Hobbies and I have had a long-standing complicated relationship. My problem is not so much in their actual substance, but in the term itself. My first instinct when I read, hear, or even think ‘hobby,’ is to roll my eyes and turn away. I have found that I am not alone in this response; many young adults tend to have a negative association with the term. Hence, to uncover the reasoning behind our distaste for hobbies, we must return to their roots, and coincidentally our own. 

We have been told from a young age that hobbies are important and that we should have them, but not much else. Placed in little league soccer or involuntarily handed a heavy band instrument, these activities were understood as possible future hobbies. For some, this process works perfectly, and structured childhood activities meet passion and become affirming routines in adult life. However, most of us are not so lucky, and more often than not, these structured activities become distant memories. 

As we grow older and gain agency, we would much rather fill the precious time we don’t spend doing school, working or socializing, parked in front of the TV, sleeping, or fast-tracking time on social media. The appeal in these tempting time usurpers is that they are both mindless and entirely our own choice. No one can tell us what to do anymore; no more so-called ‘hobby-cultivating’ boot camps. To me, it’s a done deal. Grown up and independent, I can do whatever I want with my time, and never have to face the frustrating and condescending ‘hobby’ again. It’s amazing but I’ve also learned it’s not all it’s cut out to be.   

It is not that there’s anything wrong with spending time in this passive way, but I often observe that after hours scrolling through Instagram or Netflix, I am no more energized than I was before. I have come to find that I actually want to spend my time putting my energy into something that feeds me back; , especially because I seem to have more of it then I’d like these days. It is here that I have fallen in love with the term I once rolled my eyes at. 

In their essence, hobbies are meant to bring us pleasure, meant to be things we actively want to and choose to do with our leisure time. However, they are not easy to break into. When we engage in a hobby – engage in something that feeds us and makes us feel alive – we are faced with ourselves, and this is not exactly the most comfortable position. In the search for a hobby that sparks energy and joy, you might find where you differ from your social circle or even the person you believed yourself to be. Individuals must test their comfort zones, their habits, and listen to parts of themselves that are usually set to mute to find a hobby that fits with who they truly are as a person. At our age, we don’t always know who we are, and nor should we! This means spending time with ourselves can be scary, uncomfortable, and yet somehow, one of the most revolutionary and important experiences a person can have. In order to break into your hobby, you must face the entirety of yourself, and while undoubtedly uncomfortable, this is both worthwhile and necessary. 

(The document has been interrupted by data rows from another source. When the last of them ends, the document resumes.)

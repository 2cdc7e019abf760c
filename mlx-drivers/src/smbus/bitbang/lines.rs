//! SMBus signaling on two GPIO lines
//!
//! Bus conditions and byte transfers synthesized from line transitions.
//! SCL is driven push-pull. SDA is open-drain emulated: released (input,
//! pulled high by the bus) for a 1, driven low for a 0.
//!
//! Every transition is separated by one or more wait units of `bit_delay`
//! spin iterations. There is no clock stretching support: SCL is never read
//! back, so the timing of a frame is fully determined by the wait unit.

use mlx_core::{Error, Result};
use mlx_hal::{Delay, FlexPin, OutputPin};

/// The two bus lines, a delay source and the wait unit
pub struct Lines<SCL, SDA, D> {
    scl: SCL,
    sda: SDA,
    delay: D,
    bit_delay: u32,
}

impl<SCL, SDA, D> Lines<SCL, SDA, D>
where
    SCL: OutputPin,
    SDA: FlexPin,
    D: Delay,
{
    /// Take ownership of the lines
    ///
    /// The line levels are left untouched; call [`Lines::stop`] to idle the
    /// bus.
    pub fn new(scl: SCL, sda: SDA, delay: D, bit_delay: u32) -> Self {
        Self {
            scl,
            sda,
            delay,
            bit_delay,
        }
    }

    /// Spin iterations per wait unit
    pub fn bit_delay(&self) -> u32 {
        self.bit_delay
    }

    /// Change the wait unit
    pub fn set_bit_delay(&mut self, bit_delay: u32) {
        self.bit_delay = bit_delay;
    }

    /// Borrow the delay source
    pub fn delay_mut(&mut self) -> &mut D {
        &mut self.delay
    }

    /// Give the lines and delay back
    pub fn free(self) -> (SCL, SDA, D) {
        (self.scl, self.sda, self.delay)
    }

    /// One wait unit
    pub fn wait(&mut self) {
        self.delay.spin(self.bit_delay);
    }

    /// START: SDA falls while SCL is high
    pub fn start(&mut self) {
        self.sda.release();
        self.scl.set_high();
        self.wait();
        self.wait();
        self.sda.drive_low();
        self.wait();
        self.scl.set_low();
        self.wait();
    }

    /// STOP: SDA rises while SCL is high, leaving both lines high
    pub fn stop(&mut self) {
        self.scl.set_low();
        self.sda.drive_low();
        self.wait();
        self.scl.set_high();
        self.wait();
        self.sda.release();
        self.wait();
    }

    /// Repeated START without releasing the bus
    pub fn repeated_start(&mut self) {
        self.scl.set_low();
        self.wait();
        self.sda.release();
        self.wait();
        self.scl.set_high();
        self.wait();
        self.sda.drive_low();
        self.wait();
        self.scl.set_low();
    }

    /// Clock out a byte MSB first and check the slave's acknowledge
    ///
    /// Returns [`Error::Transfer`] on NACK.
    pub fn send_byte(&mut self, byte: u8) -> Result<()> {
        let mut bits = byte;
        for _ in 0..8 {
            self.wait();
            if bits & 0x80 != 0 {
                self.sda.release();
            } else {
                self.sda.drive_low();
            }
            self.wait();
            self.scl.set_high();
            self.wait();
            self.wait();
            self.scl.set_low();
            bits <<= 1;
        }

        self.wait();
        if self.receive_ack() {
            Ok(())
        } else {
            Err(Error::Transfer)
        }
    }

    /// Clock in `buf.len()` bytes MSB first
    ///
    /// Each byte is acknowledged by the master. With `nack_last` the final
    /// byte gets a NACK instead, telling the slave the read is over.
    pub fn receive_bytes(&mut self, buf: &mut [u8], nack_last: bool) {
        let count = buf.len();
        for (i, slot) in buf.iter_mut().enumerate() {
            self.wait();
            self.sda.release();

            let mut data = 0u8;
            for _ in 0..8 {
                self.wait();
                self.scl.set_high();
                self.wait();
                data <<= 1;
                if self.sda.is_high() {
                    data |= 1;
                }
                self.wait();
                self.scl.set_low();
                self.wait();
            }

            if nack_last && i + 1 == count {
                self.send_nack();
            } else {
                self.send_ack();
            }
            *slot = data;
        }
    }

    /// Master acknowledge: SDA low during one clock pulse
    pub fn send_ack(&mut self) {
        self.sda.drive_low();
        self.wait();
        self.scl.set_high();
        self.wait();
        self.wait();
        self.scl.set_low();
        self.wait();
        self.sda.release();
    }

    /// Master not-acknowledge: SDA released during one clock pulse
    pub fn send_nack(&mut self) {
        self.sda.release();
        self.wait();
        self.scl.set_high();
        self.wait();
        self.wait();
        self.scl.set_low();
        self.wait();
        self.sda.release();
    }

    /// Sample the slave's acknowledge; `true` if SDA was pulled low
    ///
    /// SDA is left driven low afterwards.
    pub fn receive_ack(&mut self) -> bool {
        self.sda.release();
        self.wait();
        self.scl.set_high();
        self.wait();
        let ack = self.sda.is_low();
        self.wait();
        self.scl.set_low();
        self.sda.drive_low();
        ack
    }

    /// Wait for a released SDA to read high
    ///
    /// Polls once, then once per wait unit up to `polls` more times.
    /// Returns [`Error::Timeout`] if the line is still held low.
    pub fn wait_idle(&mut self, polls: u32) -> Result<()> {
        self.sda.release();
        let mut remaining = polls;
        loop {
            if self.sda.is_high() {
                return Ok(());
            }
            if remaining == 0 {
                return Err(Error::Timeout);
            }
            remaining -= 1;
            self.wait();
        }
    }
}
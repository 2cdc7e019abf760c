//! Transport configuration types
//!
//! One struct per backend. The frequency value each backend accepts means
//! something different:
//!
//! - hardware: SCL rate in kHz, handed to the peripheral
//! - bit-bang: a scale that is inverted into a spin-loop count per wait
//!
//! The two are not numerically comparable.

#[cfg(feature = "serde")]
use serde::{Deserialize, Serialize};

/// Hardware I2C peripheral transport settings
#[derive(Debug, Clone, Copy, PartialEq, Eq)]
#[cfg_attr(feature = "defmt", derive(defmt::Format))]
#[cfg_attr(feature = "serde", derive(Serialize, Deserialize))]
pub struct HardwareConfig {
    /// SCL frequency in kHz
    pub frequency_khz: u32,
    /// Bus-free time after the leading STOP of each frame (µs)
    pub bus_free_us: u32,
}

impl Default for HardwareConfig {
    fn default() -> Self {
        Self {
            frequency_khz: 100,
            bus_free_us: 5,
        }
    }
}

impl HardwareConfig {
    /// SCL frequency in Hz
    pub const fn frequency_hz(&self) -> u32 {
        self.frequency_khz.saturating_mul(1000)
    }
}

/// Bit-banged GPIO transport settings
#[derive(Debug, Clone, Copy, PartialEq, Eq)]
#[cfg_attr(feature = "defmt", derive(defmt::Format))]
#[cfg_attr(feature = "serde", derive(Serialize, Deserialize))]
pub struct BitBangConfig {
    /// Spin iterations per wait unit
    ///
    /// Every line transition is separated by one or more wait units. Lower
    /// values give a faster clock.
    pub bit_delay: u32,
    /// Calibration constant for [`BitBangConfig::bit_delay_for`]
    pub spin_scale: u32,
    /// Polls of the released data line before a frame starts
    ///
    /// `None` never samples the idle bus. `Some(n)` fails the operation
    /// with a timeout if the line is still low after `n` wait units.
    pub idle_timeout: Option<u32>,
    /// Answer the last byte of a read with NACK instead of ACK
    pub nack_last_byte: bool,
}

impl Default for BitBangConfig {
    fn default() -> Self {
        Self {
            bit_delay: 100,
            spin_scale: 20_000,
            idle_timeout: None,
            nack_last_byte: false,
        }
    }
}

impl BitBangConfig {
    /// Wait unit for a frequency value
    ///
    /// Higher values give shorter waits. Zero is treated as one.
    pub const fn bit_delay_for(&self, value: u32) -> u32 {
        let value = if value == 0 { 1 } else { value };
        (self.spin_scale / value) >> 1
    }

    /// Apply a frequency value to the wait unit
    pub fn set_frequency(&mut self, value: u32) {
        self.bit_delay = self.bit_delay_for(value);
    }
}
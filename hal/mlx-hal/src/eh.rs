//! Adapters from `embedded-hal` 1.0 onto the capability traits
//!
//! Lets any HAL that implements the standard blocking traits drive the
//! SMBus transports without writing glue code. Pin adapters require
//! infallible pins, which is what on-chip GPIO drivers provide.

use core::convert::Infallible;

use embedded_hal::delay::DelayNs;
use embedded_hal::digital;
use embedded_hal::i2c;

use crate::delay::Delay;
use crate::gpio::{FlexPin, InputPin, OutputPin};
use crate::i2c::I2cBus;

/// [`I2cBus`] over an `embedded_hal::i2c::I2c` implementation
///
/// embedded-hal transfers always end with a STOP, so [`I2cBus::stop`] is a
/// no-op. The trait has no way to change the clock rate; requested rates
/// are recorded in [`EhI2c::requested_frequency`] for the owner to apply.
pub struct EhI2c<T> {
    bus: T,
    requested_frequency: Option<u32>,
}

impl<T> EhI2c<T> {
    /// Wrap an embedded-hal I2C bus
    pub fn new(bus: T) -> Self {
        Self {
            bus,
            requested_frequency: None,
        }
    }

    /// Last clock rate asked for through [`I2cBus::set_frequency`], in Hz
    pub fn requested_frequency(&self) -> Option<u32> {
        self.requested_frequency
    }

    /// Release the wrapped bus
    pub fn free(self) -> T {
        self.bus
    }
}

impl<T: i2c::I2c> I2cBus for EhI2c<T> {
    type Error = T::Error;

    fn write(&mut self, address: u8, data: &[u8]) -> Result<(), Self::Error> {
        self.bus.write(address, data)
    }

    fn read(&mut self, address: u8, buf: &mut [u8]) -> Result<(), Self::Error> {
        self.bus.read(address, buf)
    }

    fn write_read(
        &mut self,
        address: u8,
        write_data: &[u8],
        read_buf: &mut [u8],
    ) -> Result<(), Self::Error> {
        self.bus.write_read(address, write_data, read_buf)
    }

    fn stop(&mut self) {}

    fn set_frequency(&mut self, frequency: u32) {
        self.requested_frequency = Some(frequency);
    }
}

/// [`Delay`] over an `embedded_hal::delay::DelayNs` implementation
pub struct EhDelay<D>(pub D);

impl<D: DelayNs> Delay for EhDelay<D> {
    fn delay_us(&mut self, us: u32) {
        self.0.delay_us(us);
    }

    fn delay_ms(&mut self, ms: u32) {
        self.0.delay_ms(ms);
    }
}

fn infallible(result: Result<(), Infallible>) {
    match result {
        Ok(()) => {}
        Err(never) => match never {},
    }
}

/// [`OutputPin`] over a push-pull embedded-hal output
///
/// The driven level is tracked locally so reading it back needs no access
/// to the pin.
pub struct EhOutput<P> {
    pin: P,
    high: bool,
}

impl<P> EhOutput<P> {
    /// Wrap an output pin, assuming it currently drives `initial_high`
    pub fn new(pin: P, initial_high: bool) -> Self {
        Self {
            pin,
            high: initial_high,
        }
    }

    /// Release the wrapped pin
    pub fn free(self) -> P {
        self.pin
    }
}

impl<P> OutputPin for EhOutput<P>
where
    P: digital::OutputPin + digital::ErrorType<Error = Infallible>,
{
    fn set_high(&mut self) {
        infallible(self.pin.set_high());
        self.high = true;
    }

    fn set_low(&mut self) {
        infallible(self.pin.set_low());
        self.high = false;
    }

    fn is_set_high(&self) -> bool {
        self.high
    }
}

/// [`FlexPin`] over an open-drain embedded-hal pin
///
/// The pin must be configured as open-drain with input sampling enabled.
/// "Input" is emulated by writing the pin high, which releases the line.
pub struct EhOpenDrain<P> {
    pin: P,
    latch_high: bool,
    output: bool,
}

impl<P> EhOpenDrain<P> {
    /// Wrap an open-drain pin; it starts released
    pub fn new(pin: P) -> Self {
        Self {
            pin,
            latch_high: true,
            output: false,
        }
    }

    /// Release the wrapped pin
    pub fn free(self) -> P {
        self.pin
    }
}

impl<P> OutputPin for EhOpenDrain<P>
where
    P: digital::OutputPin + digital::InputPin + digital::ErrorType<Error = Infallible>,
{
    fn set_high(&mut self) {
        self.latch_high = true;
        if self.output {
            infallible(self.pin.set_high());
        }
    }

    fn set_low(&mut self) {
        self.latch_high = false;
        if self.output {
            infallible(self.pin.set_low());
        }
    }

    fn is_set_high(&self) -> bool {
        self.latch_high
    }
}

impl<P> InputPin for EhOpenDrain<P>
where
    P: digital::OutputPin + digital::InputPin + digital::ErrorType<Error = Infallible>,
{
    fn is_high(&mut self) -> bool {
        match self.pin.is_high() {
            Ok(level) => level,
            Err(never) => match never {},
        }
    }
}

impl<P> FlexPin for EhOpenDrain<P>
where
    P: digital::OutputPin + digital::InputPin + digital::ErrorType<Error = Infallible>,
{
    fn set_as_input(&mut self) {
        self.output = false;
        infallible(self.pin.set_high());
    }

    fn set_as_output(&mut self) {
        self.output = true;
        infallible(self.pin.set_state(self.latch_high.into()));
    }

    fn is_output(&self) -> bool {
        self.output
    }
}
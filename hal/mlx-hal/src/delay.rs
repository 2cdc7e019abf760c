//! Blocking delay abstractions
//!
//! Two kinds of waits are needed: wall-clock waits (bus-free time, EEPROM
//! programming) and raw spin iterations. The bit-banged transport times every
//! line transition with spin iterations because the right count depends on
//! the instruction timing of the host, which is calibrated at runtime.

/// Blocking delay provider
pub trait Delay {
    /// Block for at least `us` microseconds
    fn delay_us(&mut self, us: u32);

    /// Block for at least `ms` milliseconds
    fn delay_ms(&mut self, ms: u32) {
        for _ in 0..ms {
            self.delay_us(1000);
        }
    }

    /// Busy-wait for `iterations` loop iterations
    ///
    /// No wall-clock meaning is attached to an iteration.
    fn spin(&mut self, iterations: u32) {
        for _ in 0..iterations {
            core::hint::spin_loop();
        }
    }
}

impl<D: Delay + ?Sized> Delay for &mut D {
    fn delay_us(&mut self, us: u32) {
        (**self).delay_us(us)
    }

    fn delay_ms(&mut self, ms: u32) {
        (**self).delay_ms(ms)
    }

    fn spin(&mut self, iterations: u32) {
        (**self).spin(iterations)
    }
}

/// Pure busy-loop delay
///
/// Converts wall-clock waits to spin iterations using a calibration factor.
/// Useful on targets without a timer driver; accuracy is whatever the
/// calibration gives.
#[derive(Debug, Clone, Copy, PartialEq, Eq)]
#[cfg_attr(feature = "defmt", derive(defmt::Format))]
pub struct SpinDelay {
    /// Spin iterations that take one microsecond on this host
    pub iterations_per_us: u32,
}

impl SpinDelay {
    /// Create a spin delay with the given calibration
    pub const fn new(iterations_per_us: u32) -> Self {
        Self { iterations_per_us }
    }

    /// Spin iterations covering `us` microseconds, saturating
    pub const fn iterations_for(&self, us: u32) -> u32 {
        us.saturating_mul(self.iterations_per_us)
    }
}

impl Default for SpinDelay {
    fn default() -> Self {
        // 24 iterations per µs, i.e. 24000 per ms
        Self::new(24)
    }
}

impl Delay for SpinDelay {
    fn delay_us(&mut self, us: u32) {
        self.spin(self.iterations_for(us));
    }
}
//! Configuration types
//!
//! Board-agnostic configuration structures. With the `serde` feature they
//! can be stored as postcard binary data, which is how a tuned bit-bang
//! calibration survives a reboot.

pub mod hardware;
pub mod types;

pub use hardware::*;
pub use types::*;

/// Largest postcard encoding of any config struct in this module
#[cfg(feature = "serde")]
pub const MAX_ENCODED_LEN: usize = 32;

/// Errors from encoding or decoding a stored config
#[cfg(feature = "serde")]
#[derive(Debug, Clone, Copy, PartialEq, Eq)]
#[cfg_attr(feature = "defmt", derive(defmt::Format))]
pub enum ConfigError {
    /// Output buffer too small
    BufferFull,
    /// Stored bytes are not a valid encoding
    InvalidData,
}

/// Serialize a config into `buf`, returning the used prefix
#[cfg(feature = "serde")]
pub fn to_bytes<'a, T: serde::Serialize>(
    config: &T,
    buf: &'a mut [u8],
) -> Result<&'a mut [u8], ConfigError> {
    postcard::to_slice(config, buf).map_err(|_| ConfigError::BufferFull)
}

/// Deserialize a config previously written by [`to_bytes`]
#[cfg(feature = "serde")]
pub fn from_bytes<'a, T: serde::Deserialize<'a>>(bytes: &'a [u8]) -> Result<T, ConfigError> {
    postcard::from_bytes(bytes).map_err(|_| ConfigError::InvalidData)
}
//! MLX90614 SMBus Hardware Abstraction Layer
//!
//! This crate defines the capabilities the SMBus protocol layer consumes
//! from the surrounding board support code. Nothing here touches registers;
//! chip-specific crates (or the [`eh`] adapters) implement the traits.
//!
//! # Architecture
//!
//! ```text
//! ┌─────────────────────────────────────────┐
//! │  Application (owns pins / peripherals)  │
//! └─────────────────────────────────────────┘
//!                     │
//!                     ▼
//! ┌─────────────────────────────────────────┐
//! │  mlx-core (PEC, framing, operations)    │
//! └─────────────────────────────────────────┘
//!                     │
//!         ┌───────────┴───────────┐
//!         ▼                       ▼
//! ┌───────────────┐       ┌───────────────┐
//! │ HardwareSmbus │       │ BitBangSmbus  │
//! │   (I2cBus)    │       │ (pins, spin)  │
//! └───────────────┘       └───────────────┘
//!                     │
//!                     ▼
//! ┌─────────────────────────────────────────┐
//! │  mlx-hal (this crate - traits)          │
//! └─────────────────────────────────────────┘
//! ```
//!
//! # Traits
//!
//! - [`gpio::OutputPin`], [`gpio::InputPin`], [`gpio::FlexPin`] - Digital lines
//! - [`i2c::I2cBus`] - I2C peripheral transfers
//! - [`delay::Delay`] - Blocking waits in time units and spin iterations

#![no_std]
#![deny(unsafe_code)]

pub mod delay;
pub mod gpio;
pub mod i2c;

#[cfg(feature = "embedded-hal")]
pub mod eh;

// Re-export key traits at crate root for convenience
pub use delay::{Delay, SpinDelay};
pub use gpio::{FlexPin, InputPin, OutputPin};
pub use i2c::I2cBus;
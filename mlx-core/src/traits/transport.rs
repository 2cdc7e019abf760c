//! SMBus transport trait
//!
//! A transport knows how to put one framed transaction on the bus. It does
//! not know about PEC, word layout or the command set; those live in
//! [`crate::protocol`] once for every backend.

use crate::address::BusAddress;
use crate::error::Result;

/// Bytes returned by a word read: low, high, PEC
pub const READ_FRAME_LEN: usize = 3;

/// Framed byte transfer on an SMBus
///
/// Both frame methods begin by forcing the bus idle (STOP plus a bus-free
/// wait) and end with a STOP on success. On failure they return at the
/// point of failure without further bus activity; the next frame's leading
/// STOP recovers the bus.
pub trait SmbusTransport {
    /// Put the bus into its idle state
    ///
    /// Must be idempotent.
    fn init(&mut self);

    /// Change the bus speed
    ///
    /// The unit is backend-specific; see the backend's documentation.
    fn set_frequency(&mut self, value: u32);

    /// Write frame: `START addr|W payload... STOP`
    ///
    /// Returns [`crate::Error::Transfer`] if the address or any payload byte
    /// is not acknowledged.
    fn write_frame(&mut self, address: BusAddress, payload: &[u8]) -> Result<()>;

    /// Read frame: `START addr|W command Sr addr|R b0 b1 b2 STOP`
    ///
    /// Returns [`crate::Error::Transfer`] if the write phase or the read
    /// addressing is not acknowledged.
    fn read_frame(
        &mut self,
        address: BusAddress,
        command: u8,
        buf: &mut [u8; READ_FRAME_LEN],
    ) -> Result<()>;

    /// Block while the device programs its EEPROM
    fn settle(&mut self, ms: u32);
}

impl<T: SmbusTransport + ?Sized> SmbusTransport for &mut T {
    fn init(&mut self) {
        (**self).init()
    }

    fn set_frequency(&mut self, value: u32) {
        (**self).set_frequency(value)
    }

    fn write_frame(&mut self, address: BusAddress, payload: &[u8]) -> Result<()> {
        (**self).write_frame(address, payload)
    }

    fn read_frame(
        &mut self,
        address: BusAddress,
        command: u8,
        buf: &mut [u8; READ_FRAME_LEN],
    ) -> Result<()> {
        (**self).read_frame(address, command, buf)
    }

    fn settle(&mut self, ms: u32) {
        (**self).settle(ms)
    }
}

Once this reality has been accepted, we are confronted with the next barrier on the route to a positive relationship with a hobby: the inevitable stage of being a novice. Whatever the activity, photography, cooking, golf, or even fantasy football, you must first learn the game before you can master it and play with ease; must push through failure in order to succeed, and if there is anything young people avoid as much as being faced with themselves, it is failure. There is no short cut around this barrier that I have been able to discover. It has taken me time, alone time, that I have had to get used to, and plenty of failure before I cooked a meal I was proud of or learned to read a book in a way that was sustainable for me. I had to face failure in order to make habits, and turn them from frustrating to enjoyable. 

Finally, our generation is hit with another disadvantage when it comes to our attention span. Thanks to the immediate gratification and thirty second limits on TikTok, I can barely get through a TV episode anymore, let alone a movie. I quite literally had to re-teach myself to focus and engage in order to break in my hobbies and get past the growing pains.

All this is to say that anyone who ever said ‘finding a hobby and sticking to it was easy’ was lying. It is not easy to know yourself at 19, not easy to choose failure when it is so often unavoidable in other aspects of life, and it is certainly not easy to rewire our brains or enhance our attention span. Hobbies are not the easiest escape from reality or stress. When I’m sick or exhausted after a long day of lectures, turning to Netflix or Instagram is often all I have the energy to do, and that is ok. Hobbies take energy, sometimes an immense amount, particularly when we first decide to take one up, but they are also in their very definition ensured to give it. 

Energy is the fuel that keeps us going, and it is hard to come by, especially this year. It is because of this that I decided to reassess my relationship with hobbies, decided to get to the root of my resentment and fight through the discomfort and frustration. I found Pinterest, cooking, and fiction books to name a few, and these activities have quite simply made my life better. They provide me with the energy and engagement to get through good days and bad, and to give to those around me who need it most. I am not writing this to tell you that hobbies are important and that you should have them; rather, that energy is fundamental to living, and hobbies allow us to produce it independently and within ourselves. The barriers to hobbies are very real, but they are also worth conquering.